SUPPLIED ENTRIES: Begin

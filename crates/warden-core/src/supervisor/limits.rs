//! Per-process resource limits

use serde::{Deserialize, Serialize};
use tokio::process::Command;

/// Kernel limits applied to each child before exec
///
/// Unset fields leave the inherited limit alone.
#[derive(Debug, Clone, Default, PartialEq, Eq, Serialize, Deserialize)]
#[serde(default)]
pub struct ResourceLimits {
    /// Address space in bytes (RLIMIT_AS)
    pub max_memory_bytes: Option<u64>,
    /// CPU time in seconds (RLIMIT_CPU)
    pub max_cpu_seconds: Option<u64>,
    /// Open file descriptors (RLIMIT_NOFILE)
    pub max_open_files: Option<u64>,
}

impl ResourceLimits {
    pub fn is_unlimited(&self) -> bool {
        self.max_memory_bytes.is_none()
            && self.max_cpu_seconds.is_none()
            && self.max_open_files.is_none()
    }
}

/// Install the limits into the command's pre-exec hook
#[cfg(unix)]
pub(super) fn apply_limits(cmd: &mut Command, limits: &ResourceLimits) {
    if limits.is_unlimited() {
        return;
    }

    let max_memory = limits.max_memory_bytes;
    let max_cpu = limits.max_cpu_seconds;
    let max_files = limits.max_open_files;

    // SAFETY: pre_exec runs between fork() and exec() in the child. The
    // closure only calls setrlimit, which is async-signal-safe, on Copy
    // values moved into it.
    unsafe {
        cmd.pre_exec(move || {
            for (resource, value) in [
                (libc::RLIMIT_AS, max_memory),
                (libc::RLIMIT_CPU, max_cpu),
                (libc::RLIMIT_NOFILE, max_files),
            ] {
                if let Some(value) = value {
                    let limit = libc::rlimit {
                        rlim_cur: value as libc::rlim_t,
                        rlim_max: value as libc::rlim_t,
                    };
                    if libc::setrlimit(resource, &limit) != 0 {
                        return Err(std::io::Error::last_os_error());
                    }
                }
            }
            Ok(())
        });
    }
}

#[cfg(not(unix))]
pub(super) fn apply_limits(_cmd: &mut Command, _limits: &ResourceLimits) {}
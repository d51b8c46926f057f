//! Types for command validation

use serde::{Deserialize, Serialize};
use std::time::Duration;

/// Per-request validation options
#[derive(Debug, Clone, Copy, Default, PartialEq, Eq)]
pub struct ValidationOptions {
    /// Explicit budget; still clamped to the policy maximum
    pub timeout: Option<Duration>,
}

impl ValidationOptions {
    pub fn with_timeout(timeout: Duration) -> Self {
        Self {
            timeout: Some(timeout),
        }
    }
}

/// Which check refused a command
#[derive(Debug, Clone, Copy, PartialEq, Eq, Hash, Serialize, Deserialize)]
#[serde(rename_all = "snake_case")]
pub enum DenialKind {
    Empty,
    Malformed,
    Blocked,
    DangerousPattern,
    DangerousArgument,
    NotAllowed,
    ChainedCommand,
}

impl DenialKind {
    pub fn as_str(&self) -> &'static str {
        match self {
            DenialKind::Empty => "empty",
            DenialKind::Malformed => "malformed",
            DenialKind::Blocked => "blocked",
            DenialKind::DangerousPattern => "dangerous_pattern",
            DenialKind::DangerousArgument => "dangerous_argument",
            DenialKind::NotAllowed => "not_allowed",
            DenialKind::ChainedCommand => "chained_command",
        }
    }
}

/// Verdict for one command
#[derive(Debug, Clone, PartialEq, Eq, Serialize, Deserialize)]
pub struct ValidationResult {
    /// Whether the command may run
    pub allowed: bool,
    /// Why it may not (if not allowed)
    pub reason: Option<String>,
    /// Which check refused it (if not allowed)
    pub denial: Option<DenialKind>,
    /// Normalised command to hand to the supervisor (if allowed)
    pub sanitized_command: Option<String>,
    /// Assigned execution budget
    #[serde(with = "humantime_serde")]
    pub timeout: Duration,
}

impl ValidationResult {
    /// Create a passing result
    pub fn pass(sanitized_command: impl Into<String>, timeout: Duration) -> Self {
        Self {
            allowed: true,
            reason: None,
            denial: None,
            sanitized_command: Some(sanitized_command.into()),
            timeout,
        }
    }

    /// Create a blocking result
    pub fn deny(kind: DenialKind, reason: impl Into<String>, timeout: Duration) -> Self {
        Self {
            allowed: false,
            reason: Some(reason.into()),
            denial: Some(kind),
            sanitized_command: None,
            timeout,
        }
    }

    pub fn timeout_ms(&self) -> u64 {
        self.timeout.as_millis() as u64
    }
}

SUPPLIED ENTRIES: End

§ REQUIRED ACTION:
Reproduce the data. Keep it exact.

§ THE ANSWER:
filename crates/warden-core/src/supervisor/limits.rs
//! Per-process resource limits

use serde::{Deserialize, Serialize};
use tokio::process::Command;

/// Kernel limits applied to each child before exec
///
/// Unset fields leave the inherited limit alone.
#[derive(Debug, Clone, Default, PartialEq, Eq, Serialize, Deserialize)]
#[serde(default)]
pub struct ResourceLimits {
    /// Address space in bytes (RLIMIT_AS)
    pub max_memory_bytes: Option<u64>,
    /// CPU time in seconds (RLIMIT_CPU)
    pub max_cpu_seconds: Option<u64>,
    /// Open file descriptors (RLIMIT_NOFILE)
    pub max_open_files: Option<u64>,
}

impl ResourceLimits {
    pub fn is_unlimited(&self) -> bool {
        self.max_memory_bytes.is_none()
            && self.max_cpu_seconds.is_none()
            && self.max_open_files.is_none()
    }
}

/// Install the limits into the command's pre-exec hook
#[cfg(unix)]
pub(super) fn apply_limits(cmd: &mut Command, limits: &ResourceLimits) {
    if limits.is_unlimited() {
        return;
    }

    let max_memory = limits.max_memory_bytes;
    let max_cpu = limits.max_cpu_seconds;
    let max_files = limits.max_open_files;

    // SAFETY: pre_exec runs between fork() and exec() in the child. The
    // closure only calls setrlimit, which is async-signal-safe, on Copy
    // values moved into it.
    unsafe {
        cmd.pre_exec(move || {
            for (resource, value) in [
                (libc::RLIMIT_AS, max_memory),
                (libc::RLIMIT_CPU, max_cpu),
                (libc::RLIMIT_NOFILE, max_files),
            ] {
                if let Some(value) = value {
                    let limit = libc::rlimit {
                        rlim_cur: value as libc::rlim_t,
                        rlim_max: value as libc::rlim_t,
                    };
                    if libc::setrlimit(resource, &limit) != 0 {
                        return Err(std::io::Error::last_os_error());
                    }
                }
            }
            Ok(())
        });
    }
}

#[cfg(not(unix))]
pub(super) fn apply_limits(_cmd: &mut Command, _limits: &ResourceLimits) {}
repository d51b8c46926f057f
//! Types for command validation

use serde::{Deserialize, Serialize};
use std::time::Duration;

/// Per-request validation options
#[derive(Debug, Clone, Copy, Default, PartialEq, Eq)]
pub struct ValidationOptions {
    /// Explicit budget; still clamped to the policy maximum
    pub timeout: Option<Duration>,
}

impl ValidationOptions {
    pub fn with_timeout(timeout: Duration) -> Self {
        Self {
            timeout: Some(timeout),
        }
    }
}

/// Which check refused a command
#[derive(Debug, Clone, Copy, PartialEq, Eq, Hash, Serialize, Deserialize)]
#[serde(rename_all = "snake_case")]
pub enum DenialKind {
    Empty,
    Malformed,
    Blocked,
    DangerousPattern,
    DangerousArgument,
    NotAllowed,
    ChainedCommand,
}

impl DenialKind {
    pub fn as_str(&self) -> &'static str {
        match self {
            DenialKind::Empty => "empty",
            DenialKind::Malformed => "malformed",
            DenialKind::Blocked => "blocked",
            DenialKind::DangerousPattern => "dangerous_pattern",
            DenialKind::DangerousArgument => "dangerous_argument",
            DenialKind::NotAllowed => "not_allowed",
            DenialKind::ChainedCommand => "chained_command",
        }
    }
}

/// Verdict for one command
#[derive(Debug, Clone, PartialEq, Eq, Serialize, Deserialize)]
pub struct ValidationResult {
    /// Whether the command may run
    pub allowed: bool,
    /// Why it may not (if not allowed)
    pub reason: Option<String>,
    /// Which check refused it (if not allowed)
    pub denial: Option<DenialKind>,
    /// Normalised command to hand to the supervisor (if allowed)
    pub sanitized_command: Option<String>,
    /// Assigned execution budget
    #[serde(with = "humantime_serde")]
    pub timeout: Duration,
}

impl ValidationResult {
    /// Create a passing result
    pub fn pass(sanitized_command: impl Into<String>, timeout: Duration) -> Self {
        Self {
            allowed: true,
            reason: None,
            denial: None,
            sanitized_command: Some(sanitized_command.into()),
            timeout,
        }
    }

    /// Create a blocking result
    pub fn deny(kind: DenialKind, reason: impl Into<String>, timeout: Duration) -> Self {
        Self {
            allowed: false,
            reason: Some(reason.into()),
            denial: Some(kind),
            sanitized_command: None,
            timeout,
        }
    }

    pub fn timeout_ms(&self) -> u64 {
        self.timeout.as_millis() as u64
    }
}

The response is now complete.